Some more random thoughts why reviewers are pretty much useless for me, and might be for you...

I like to select products with github repos i.e. open source. Or where somebody else has demonstrated tinkering interest, so that product has to have something to justify it, even if you don't know yet what it is. Bought recently a handful of Tasmota plugs from Delock. Just pure Tasmota on them already, no problem flashing later Github releases or fight the vendor trying to lock you out with chip fuses. Back in 2018 I bought two Roborock S50 vaccuum cleaners because somebody opened a repo called "Valetudo" which let me use the robots a 100% without (Chinese ugh) cloud involvement. Pretty good privacy.

Sometimes I buy nothing, because all products suck, or suck for the money. Most stocks come to mind.

Sometimes I use a product from 30 years ago, like the keyboard I am typing this on, a Dell AT102DW "bigfoot" with SKCM orange switches and a very classic "thock". Because they don't make them like they used to.

Was looking for a new phone to replace an aging LG G3, bought a Pixel 5 because one guy (Proton AOSP) wrote a patch for the kernel, which abolished nearly all CPU speed steps. Ugh why? Because he measured all of them with his own software and determined which MHz steps were most efficient with regard to battery charge to get work done. Turns out, most steps are superfluous. Also GCam, easy unlocking etc. Well, that was the device for me then. How many reviewers will tell you this? None, because 99.99% of audience would either not understand it, leave after listening to you bored to the bone for 3 minutes, or worst, break the phone by the 1000s if your outlet is large enough, causing all kinds of turmoil for the manufacturer. And later you, the reviewer, because you just lost another source of new stuff to review.

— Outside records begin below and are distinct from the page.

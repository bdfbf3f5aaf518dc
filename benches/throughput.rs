//! Throughput Benchmark for LineKV
//!
//! This benchmark measures the storage engine and the line parser
//! under various workloads.

use bytes::Bytes;
use criterion::{black_box, criterion_group, criterion_main, Criterion, Throughput};
use linekv::protocol::{parse_command, LineBuffer};
use linekv::storage::StorageEngine;
use linekv::CommandHandler;
use std::sync::Arc;
use std::time::Duration;

/// Benchmark SET operations
fn bench_set(c: &mut Criterion) {
    let engine = Arc::new(StorageEngine::new());

    let mut group = c.benchmark_group("set");
    group.throughput(Throughput::Elements(1));

    group.bench_function("set_small", |b| {
        let mut i = 0u64;
        b.iter(|| {
            let key = Bytes::from(format!("key:{}", i));
            let value = Bytes::from("small_value");
            engine.set(key, value);
            i += 1;
        });
    });

    group.bench_function("set_medium", |b| {
        let mut i = 0u64;
        let value = Bytes::from("x".repeat(1024)); // 1KB value
        b.iter(|| {
            let key = Bytes::from(format!("key:{}", i));
            engine.set(key, value.clone());
            i += 1;
        });
    });

    group.finish();
}

/// Benchmark GET operations
fn bench_get(c: &mut Criterion) {
    let engine = Arc::new(StorageEngine::new());

    for i in 0..100_000 {
        let key = Bytes::from(format!("key:{}", i));
        let value = Bytes::from(format!("value:{}", i));
        engine.set(key, value);
    }

    let mut group = c.benchmark_group("get");
    group.throughput(Throughput::Elements(1));

    group.bench_function("get_existing", |b| {
        let mut i = 0u64;
        b.iter(|| {
            let key = format!("key:{}", i % 100_000);
            black_box(engine.get(key.as_bytes()));
            i += 1;
        });
    });

    group.bench_function("get_missing", |b| {
        let mut i = 0u64;
        b.iter(|| {
            let key = format!("missing:{}", i);
            black_box(engine.get(key.as_bytes()));
            i += 1;
        });
    });

    group.finish();
}

/// Benchmark concurrent access through the single store lock
fn bench_concurrent(c: &mut Criterion) {
    use std::thread;

    let mut group = c.benchmark_group("concurrent");
    group.measurement_time(Duration::from_secs(10));

    for &(name, write_every) in &[("4_threads_read_heavy", 10u64), ("4_threads_write_heavy", 2)] {
        group.bench_function(name, |b| {
            b.iter(|| {
                let engine = Arc::new(StorageEngine::new());
                let handles: Vec<_> = (0..4)
                    .map(|t| {
                        let engine = Arc::clone(&engine);
                        thread::spawn(move || {
                            for i in 0..10_000u64 {
                                let key = format!("key:{}:{}", t, i % 100);
                                if i % write_every == 0 {
                                    engine.set(Bytes::from(key), Bytes::from("value"));
                                } else {
                                    black_box(engine.get(key.as_bytes()));
                                }
                            }
                        })
                    })
                    .collect();

                for handle in handles {
                    handle.join().unwrap();
                }

                black_box(engine.len());
            });
        });
    }

    group.finish();
}

/// Benchmark line framing and command parsing
fn bench_parse(c: &mut Criterion) {
    let mut group = c.benchmark_group("parse");

    let batch: Vec<u8> = (0..100)
        .flat_map(|i| format!("SET key:{} some value {}\nGET key:{}\n", i, i, i).into_bytes())
        .collect();
    group.throughput(Throughput::Bytes(batch.len() as u64));

    group.bench_function("feed_and_parse_batch", |b| {
        b.iter(|| {
            let mut buffer = LineBuffer::new();
            for line in buffer.feed(&batch) {
                black_box(parse_command(&line).ok());
            }
        });
    });

    group.bench_function("feed_fragmented", |b| {
        b.iter(|| {
            let mut buffer = LineBuffer::new();
            let mut count = 0;
            for chunk in batch.chunks(7) {
                count += buffer.feed(chunk).len();
            }
            black_box(count);
        });
    });

    group.finish();
}

/// Benchmark the full line -> response path without sockets
fn bench_handle_line(c: &mut Criterion) {
    let handler = CommandHandler::new(Arc::new(StorageEngine::new()));
    handler.handle_line(&Bytes::from("SET name Ariz"));

    let mut group = c.benchmark_group("handle_line");
    group.throughput(Throughput::Elements(1));

    group.bench_function("get_hit", |b| {
        let line = Bytes::from("GET name");
        b.iter(|| black_box(handler.handle_line(&line)));
    });

    group.bench_function("set", |b| {
        let line = Bytes::from("SET name some longer value");
        b.iter(|| black_box(handler.handle_line(&line)));
    });

    group.finish();
}

criterion_group!(
    benches,
    bench_set,
    bench_get,
    bench_concurrent,
    bench_parse,
    bench_handle_line,
);

criterion_main!(benches);
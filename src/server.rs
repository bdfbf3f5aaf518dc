//! TCP Listener
//!
//! Binds the listening socket and runs the accept loop. Every accepted
//! connection gets its own Tokio task running a [`ConnectionHandler`]; the
//! loop goes straight back to `accept()` without waiting for it.
//!
//! There is no cap on concurrent connections. All handler tasks are started
//! from [`Server::spawn_connection`], which is the one place a bound would go.
//!
//! [`ConnectionHandler`]: crate::connection::ConnectionHandler

use crate::commands::CommandHandler;
use crate::config::Config;
use crate::connection::{handle_connection, ConnectionStats};
use crate::storage::StorageEngine;
use std::future::Future;
use std::net::SocketAddr;
use std::sync::Arc;
use tokio::net::{TcpListener, TcpStream};
use tracing::{error, info};

/// Errors that prevent the server from starting.
#[derive(Debug, thiserror::Error)]
pub enum ServerError {
    /// Address resolution, socket creation or bind/listen failed
    #[error("failed to bind {addr}: {source}")]
    Bind {
        addr: String,
        #[source]
        source: std::io::Error,
    },

    /// The bound socket could not report its local address
    #[error("failed to read local address: {0}")]
    LocalAddr(#[source] std::io::Error),
}

/// A bound listener plus the state shared by all of its connections.
#[derive(Debug)]
pub struct Server {
    listener: TcpListener,
    local_addr: SocketAddr,
    storage: Arc<StorageEngine>,
    stats: Arc<ConnectionStats>,
}

impl Server {
    /// Binds the listening socket described by `config`.
    ///
    /// Any failure here is fatal: the caller gets a `ServerError` and no
    /// server exists.
    pub async fn bind(config: &Config, storage: Arc<StorageEngine>) -> Result<Self, ServerError> {
        let addr = config.bind_address();

        let listener = TcpListener::bind(&addr)
            .await
            .map_err(|source| ServerError::Bind { addr, source })?;
        let local_addr = listener.local_addr().map_err(ServerError::LocalAddr)?;

        Ok(Self {
            listener,
            local_addr,
            storage,
            stats: Arc::new(ConnectionStats::new()),
        })
    }

    /// Returns the address the server is listening on.
    pub fn local_addr(&self) -> SocketAddr {
        self.local_addr
    }

    /// Returns the storage engine shared by all connections.
    pub fn storage(&self) -> &Arc<StorageEngine> {
        &self.storage
    }

    /// Returns the shared connection statistics.
    pub fn stats(&self) -> &Arc<ConnectionStats> {
        &self.stats
    }

    /// Runs the accept loop forever.
    pub async fn run(self) {
        self.accept_loop().await
    }

    /// Runs the accept loop until `shutdown` completes.
    ///
    /// Connections already being served keep their tasks; only accepting
    /// stops.
    pub async fn run_until<F>(self, shutdown: F)
    where
        F: Future<Output = ()>,
    {
        tokio::select! {
            _ = self.accept_loop() => {}
            _ = shutdown => {}
        }
    }

    /// Main loop that accepts incoming connections
    async fn accept_loop(&self) {
        info!(addr = %self.local_addr, "Accepting connections");

        loop {
            match self.listener.accept().await {
                Ok((stream, addr)) => self.spawn_connection(stream, addr),
                Err(e) => {
                    error!("Failed to accept connection: {}", e);
                }
            }
        }
    }

    /// Starts an independent handler task for one accepted connection.
    fn spawn_connection(&self, stream: TcpStream, addr: SocketAddr) {
        let handler = CommandHandler::new(Arc::clone(&self.storage));
        let stats = Arc::clone(&self.stats);

        tokio::spawn(handle_connection(stream, addr, handler, stats));
    }
}

#[cfg(test)]
mod tests {
    use super::*;
    use bytes::Bytes;
    use std::sync::atomic::Ordering;
    use tokio::io::{AsyncBufReadExt, AsyncWriteExt, BufReader};
    use tokio::sync::oneshot;

    fn test_config() -> Config {
        Config {
            port: 0,
            ..Config::default()
        }
    }

    async fn start_server() -> (SocketAddr, Arc<StorageEngine>, Arc<ConnectionStats>) {
        let storage = Arc::new(StorageEngine::new());
        let server = Server::bind(&test_config(), Arc::clone(&storage))
            .await
            .unwrap();
        let addr = server.local_addr();
        let stats = Arc::clone(server.stats());

        tokio::spawn(server.run());

        (addr, storage, stats)
    }

    async fn request(
        reader: &mut BufReader<TcpStream>,
        line: &str,
    ) -> String {
        reader.get_mut().write_all(line.as_bytes()).await.unwrap();
        let mut response = String::new();
        reader.read_line(&mut response).await.unwrap();
        response
    }

    #[tokio::test]
    async fn test_bind_ephemeral_port() {
        let server = Server::bind(&test_config(), Arc::new(StorageEngine::new()))
            .await
            .unwrap();
        assert_ne!(server.local_addr().port(), 0);
    }

    #[tokio::test]
    async fn test_bind_address_in_use() {
        let taken = TcpListener::bind("127.0.0.1:0").await.unwrap();
        let port = taken.local_addr().unwrap().port();

        let config = Config {
            port,
            ..Config::default()
        };
        let result = Server::bind(&config, Arc::new(StorageEngine::new())).await;

        match result {
            Err(ServerError::Bind { addr, .. }) => assert_eq!(addr, format!("127.0.0.1:{}", port)),
            other => panic!("expected bind error, got {:?}", other),
        }
    }

    #[tokio::test]
    async fn test_end_to_end_scenario() {
        let (addr, _, _) = start_server().await;
        let mut client = BufReader::new(TcpStream::connect(addr).await.unwrap());

        assert_eq!(request(&mut client, "SET a 1\n").await, "OK\n");
        assert_eq!(request(&mut client, "GET a\n").await, "1\n");
        assert_eq!(request(&mut client, "DELETE a\n").await, "DELETED\n");
        assert_eq!(request(&mut client, "GET a\n").await, "NOT_FOUND\n");
        assert_eq!(request(&mut client, "DELETE a\n").await, "NOT_FOUND\n");
    }

    #[tokio::test]
    async fn test_concurrent_setters_on_distinct_keys() {
        const CLIENTS: usize = 50;
        const KEYS_PER_CLIENT: usize = 20;

        let (addr, storage, stats) = start_server().await;

        let tasks: Vec<_> = (0..CLIENTS)
            .map(|c| {
                tokio::spawn(async move {
                    let mut client = BufReader::new(TcpStream::connect(addr).await.unwrap());
                    for k in 0..KEYS_PER_CLIENT {
                        let line = format!("SET key-{}-{} value-{}\n", c, k, k);
                        assert_eq!(request(&mut client, &line).await, "OK\n");
                    }
                })
            })
            .collect();

        for task in tasks {
            task.await.unwrap();
        }

        assert_eq!(storage.len(), CLIENTS * KEYS_PER_CLIENT);
        for c in 0..CLIENTS {
            for k in 0..KEYS_PER_CLIENT {
                let key = format!("key-{}-{}", c, k);
                assert_eq!(
                    storage.get(key.as_bytes()),
                    Some(Bytes::from(format!("value-{}", k)))
                );
            }
        }
        assert_eq!(
            stats.connections_accepted.load(Ordering::Relaxed),
            CLIENTS as u64
        );
    }

    #[tokio::test]
    async fn test_disconnect_does_not_affect_other_clients() {
        let (addr, _, _) = start_server().await;

        let mut stayer = BufReader::new(TcpStream::connect(addr).await.unwrap());
        let mut leaver = TcpStream::connect(addr).await.unwrap();

        leaver.write_all(b"SET half").await.unwrap();
        drop(leaver);

        assert_eq!(request(&mut stayer, "SET x y\n").await, "OK\n");
        assert_eq!(request(&mut stayer, "GET half\n").await, "NOT_FOUND\n");
    }

    #[tokio::test]
    async fn test_run_until_stops_accepting() {
        let server = Server::bind(&test_config(), Arc::new(StorageEngine::new()))
            .await
            .unwrap();
        let (tx, rx) = oneshot::channel::<()>();

        let task = tokio::spawn(server.run_until(async {
            let _ = rx.await;
        }));

        tx.send(()).unwrap();
        tokio::time::timeout(std::time::Duration::from_secs(2), task)
            .await
            .unwrap()
            .unwrap();
    }
}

Was looking for a laptop to replace my T60p from 2006 back in 2019. Read on some blog by a mid-aged geek that he had bought this Acer Swift 1 and its been the best laptop he ever used. Mindful he had been using computers for 30 years like myself, I hopped on Amazon (8 GB version was their exclusive) and bought it. Initially I looked at 3kUSD models. But coil whine, bad displays, everything but not durable alcantara etc. made me reject every single model. Later I upgraded the T60p one final time with a 64-bit capable Core 2 Duo, 180 GB SSD, better Wifi card, new fan, and funnily, Windows Server 2019 runs on the device. Once you find a bunch of drivers that work with the hardware and that OS. The Aopen 1557 I had before the Thinkpad didn't even remotely last that long.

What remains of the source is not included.